Tuesday, March 1, 2011

Just a Metaphor

"Like Chess and Checkers", "The Whole Nine Yards", "All In", whatever.... .
These analogies are used to give the listener a better mental image of what is being discussed.
If one cannot connect the dots using straight talk - analogies, metaphors and similes are used to convey the concept using a mental language which the hearer better understands.
(Although the overuse of such terms causes them to become cliched.)

But an interesting (to me) show featured UFC fighters playing poker against professional poker players.
Getting Ones Ass Kicked or Losing $150,000?
Which would hurt more?
Sure, the UFC guys would kill the professional poker player inside the Octagon - but how would skilled fighters respond outside of the cage?
The odd thing is that each fighter played very well.
Each fighter understood that even the slightest miscalculation could result in their being knocked out of the game (and broke).
Each fighter took a chance when the payout outweighed the risk.
Each fighter understood the power of feigning weakness to draw an opponent in, bluffing and making adjustments to gain a more favorable position.
The fighters played pokers against skilled poker players the same way they would fight a skilled fighter in the cage.
The next time I get in a fight with someone - I'm watching him play games first.

2 comments:

DF said...

While the game already helped the skilled. Using cliches or even encouraging the unskilled to play games like it translates into something more serious is a lie.

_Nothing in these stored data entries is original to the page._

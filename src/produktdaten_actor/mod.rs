//! # Produktdaten Actor
//!
//! This module implements the product-variant actor with inventory management and custom
//! actions.
//!
//! ## Overview
//!
//! Each variant carries a unit price and a stock level. Orders never touch the stock
//! directly; they send [`ProduktdatenAction`]s and the actor applies them one at a time.
//!
//! ## Structure
//!
//! - [`entity`] - [`ActorEntity`](actor_framework::ActorEntity) implementation for [`Produktdaten`]
//! - [`error`] - [`ProduktdatenError`] type for type-safe error handling
//! - [`actions`] - [`ProduktdatenAction`] and [`ProduktdatenActionResult`] for stock management
//! - [`new()`] - Factory function that creates the actor and client
//!
//! ## Usage
//!
//! ```rust
//! use webshop::model::{Betrag, ProduktId, ProduktdatenDaten};
//! use webshop::produktdaten_actor;
//!
//! #[tokio::main]
//! async fn main() -> Result<(), Box<dyn std::error::Error>> {
//!     let (actor, client) = produktdaten_actor::new(32);
//!     tokio::spawn(actor.run(()));
//!
//!     let daten = ProduktdatenDaten {
//!         groesse: Some("M".into()),
//!         farbe: None,
//!         preis: "19.99".parse()?,
//!         anzahl_verfuegbar: 10,
//!     };
//!     let id = client.create_produktdaten(daten.fuer(ProduktId(1))).await?;
//!
//!     let preis = client.reserve_stock(id, 3).await?;
//!     assert_eq!(preis, Betrag::from_cent(1999));
//!     assert_eq!(client.check_stock(id).await?, 7);
//!     Ok(())
//! }
//! ```

pub mod actions;
pub mod entity;
pub mod error;

pub use actions::*;
pub use error::*;

use crate::clients::ProduktdatenClient;
use crate::model::Produktdaten;
use actor_framework::ResourceActor;

/// Creates a new Produktdaten actor and its client.
pub fn new(buffer_size: usize) -> (ResourceActor<Produktdaten>, ProduktdatenClient) {
    let (actor, inner) = ResourceActor::new(buffer_size);
    (actor, ProduktdatenClient::new(inner))
}

#[cfg(test)]
mod tests {
    use super::*;
    use crate::model::{
        Betrag, ProduktId, ProduktdatenCreate, ProduktdatenDaten, ProduktdatenQuery,
        ProduktdatenUpdate,
    };
    use actor_framework::ActorClient;

    fn spawn() -> ProduktdatenClient {
        let (actor, client) = new(8);
        tokio::spawn(actor.run(()));
        client
    }

    fn daten(preis_cent: u64, anzahl: u32) -> ProduktdatenDaten {
        ProduktdatenDaten {
            groesse: None,
            farbe: Some("blau".into()),
            preis: Betrag::from_cent(preis_cent),
            anzahl_verfuegbar: anzahl,
        }
    }

    fn create(preis_cent: u64, anzahl: u32) -> ProduktdatenCreate {
        daten(preis_cent, anzahl).fuer(ProduktId(1))
    }

    #[tokio::test]
    async fn reservation_decrements_stock_and_bumps_version() {
        let client = spawn();
        let id = client.create_produktdaten(create(500, 4)).await.unwrap();

        assert_eq!(client.reserve_stock(id, 3).await.unwrap(), Betrag::from_cent(500));
        let stored = client.get(id).await.unwrap().unwrap();
        assert_eq!(stored.anzahl_verfuegbar, 1);
        assert_eq!(stored.audit.version, 1);
    }

    #[tokio::test]
    async fn over_reservation_fails_without_change() {
        let client = spawn();
        let id = client.create_produktdaten(create(500, 2)).await.unwrap();

        let err = client.reserve_stock(id, 3).await.unwrap_err();
        assert_eq!(
            err,
            ProduktdatenError::InsufficientStock {
                id: id.to_string(),
                requested: 3,
                available: 2,
            }
        );
        assert_eq!(client.check_stock(id).await.unwrap(), 2);
    }

    #[tokio::test]
    async fn zero_quantities_are_rejected() {
        let client = spawn();
        let id = client.create_produktdaten(create(500, 2)).await.unwrap();
        assert_eq!(
            client.reserve_stock(id, 0).await.unwrap_err(),
            ProduktdatenError::InvalidQuantity(0)
        );
        assert_eq!(
            client.release_stock(id, 0).await.unwrap_err(),
            ProduktdatenError::InvalidQuantity(0)
        );
    }

    #[tokio::test]
    async fn release_restores_stock() {
        let client = spawn();
        let id = client.create_produktdaten(create(500, 5)).await.unwrap();
        client.reserve_stock(id, 5).await.unwrap();
        assert!(client.find(ProduktdatenQuery::Verfuegbar).await.unwrap().is_empty());

        assert_eq!(client.release_stock(id, 2).await.unwrap(), 2);
        assert_eq!(client.find(ProduktdatenQuery::Verfuegbar).await.unwrap().len(), 1);
    }

    #[tokio::test]
    async fn zero_price_is_invalid() {
        let client = spawn();
        let err = client.create_produktdaten(create(0, 1)).await.unwrap_err();
        assert!(matches!(err, ProduktdatenError::Validation(_)));

        let id = client.create_produktdaten(create(100, 1)).await.unwrap();
        let update = ProduktdatenUpdate {
            preis: Some(Betrag::NULL),
            ..Default::default()
        };
        let err = client.update_produktdaten(id, update, Some(0)).await.unwrap_err();
        assert!(matches!(err, ProduktdatenError::Validation(_)));
    }

    #[tokio::test]
    async fn stale_update_is_a_version_conflict() {
        let client = spawn();
        let id = client.create_produktdaten(create(100, 1)).await.unwrap();
        client.reserve_stock(id, 1).await.unwrap();

        let update = ProduktdatenUpdate {
            anzahl_verfuegbar: Some(50),
            ..Default::default()
        };
        let err = client.update_produktdaten(id, update, Some(0)).await.unwrap_err();
        assert!(matches!(
            err,
            ProduktdatenError::VersionConflict {
                expected: 0,
                actual: 1,
                ..
            }
        ));
    }

    #[tokio::test]
    async fn finds_variants_of_a_product() {
        let client = spawn();
        client.create_produktdaten(daten(100, 1).fuer(ProduktId(1))).await.unwrap();
        client.create_produktdaten(daten(100, 1).fuer(ProduktId(2))).await.unwrap();
        let found = client.find(ProduktdatenQuery::Produkt(ProduktId(2))).await.unwrap();
        assert_eq!(found.len(), 1);
        assert_eq!(found[0].produkt_id, ProduktId(2));
    }
}
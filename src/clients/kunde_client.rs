//! # Kunde Client
//!
//! Provides a high‑level API for interacting with the `Kunde` actor.
use crate::kunde_actor::KundeError;
use crate::model::{Kunde, KundeAction, KundeCreate, KundeId, KundeQuery, KundeUpdate, Rolle};
use actor_framework::{ActorClient, ResourceClient};
use async_trait::async_trait;
use tracing::{debug, instrument};

/// Client for interacting with the Kunde actor.
#[derive(Clone)]
pub struct KundeClient {
    inner: ResourceClient<Kunde>,
}

#[async_trait]
impl ActorClient<Kunde> for KundeClient {
    type Error = KundeError;

    fn inner(&self) -> &ResourceClient<Kunde> {
        &self.inner
    }
}

impl KundeClient {
    pub fn new(inner: ResourceClient<Kunde>) -> Self {
        Self { inner }
    }

    #[instrument(skip(self))]
    pub async fn create_kunde(&self, params: KundeCreate) -> Result<KundeId, KundeError> {
        debug!("Sending request");
        self.inner.create(params).await.map_err(Self::map_error)
    }

    #[instrument(skip(self))]
    pub async fn update_kunde(
        &self,
        id: KundeId,
        update: KundeUpdate,
        version: Option<u32>,
    ) -> Result<Kunde, KundeError> {
        debug!("Sending request");
        let result = match version {
            Some(version) => self.inner.update_versioned(id, update, version).await,
            None => self.inner.update(id, update).await,
        };
        result.map_err(Self::map_error)
    }

    /// Looks a customer up by email, ignoring case.
    #[instrument(skip(self))]
    pub async fn find_by_email(&self, email: &str) -> Result<Option<Kunde>, KundeError> {
        let mut treffer = self.find(KundeQuery::Email(email.to_string())).await?;
        Ok(treffer.pop())
    }

    /// Stores a new password hash.
    #[instrument(skip(self, hash))]
    pub async fn change_password(&self, id: KundeId, hash: String) -> Result<Kunde, KundeError> {
        self.action(id, KundeAction::PasswortAendern(hash)).await
    }

    #[instrument(skip(self))]
    pub async fn add_rolle(&self, id: KundeId, rolle: Rolle) -> Result<Kunde, KundeError> {
        self.action(id, KundeAction::RolleHinzufuegen(rolle)).await
    }

    #[instrument(skip(self))]
    pub async fn remove_rolle(&self, id: KundeId, rolle: Rolle) -> Result<Kunde, KundeError> {
        self.action(id, KundeAction::RolleEntfernen(rolle)).await
    }

    async fn action(&self, id: KundeId, action: KundeAction) -> Result<Kunde, KundeError> {
        debug!("Sending request");
        self.inner
            .perform_action(id, action)
            .await
            .map_err(Self::map_error)
    }
}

In your example the UFC fighters already understand discipline and the like. So they are actually transferring their real life skills to a game not vice versa.

uglyblackjohn said...

But EVERYTHING is a game - or some version of one.
People use games as practice.
Sports were created as practice for wars.
Games were created to initiate a thinking process.
Unless one is going the Personal Service/one-on-one route - games are used to predict behaviors of groups.
Games have a value - but to what extent and to whom is the real debate.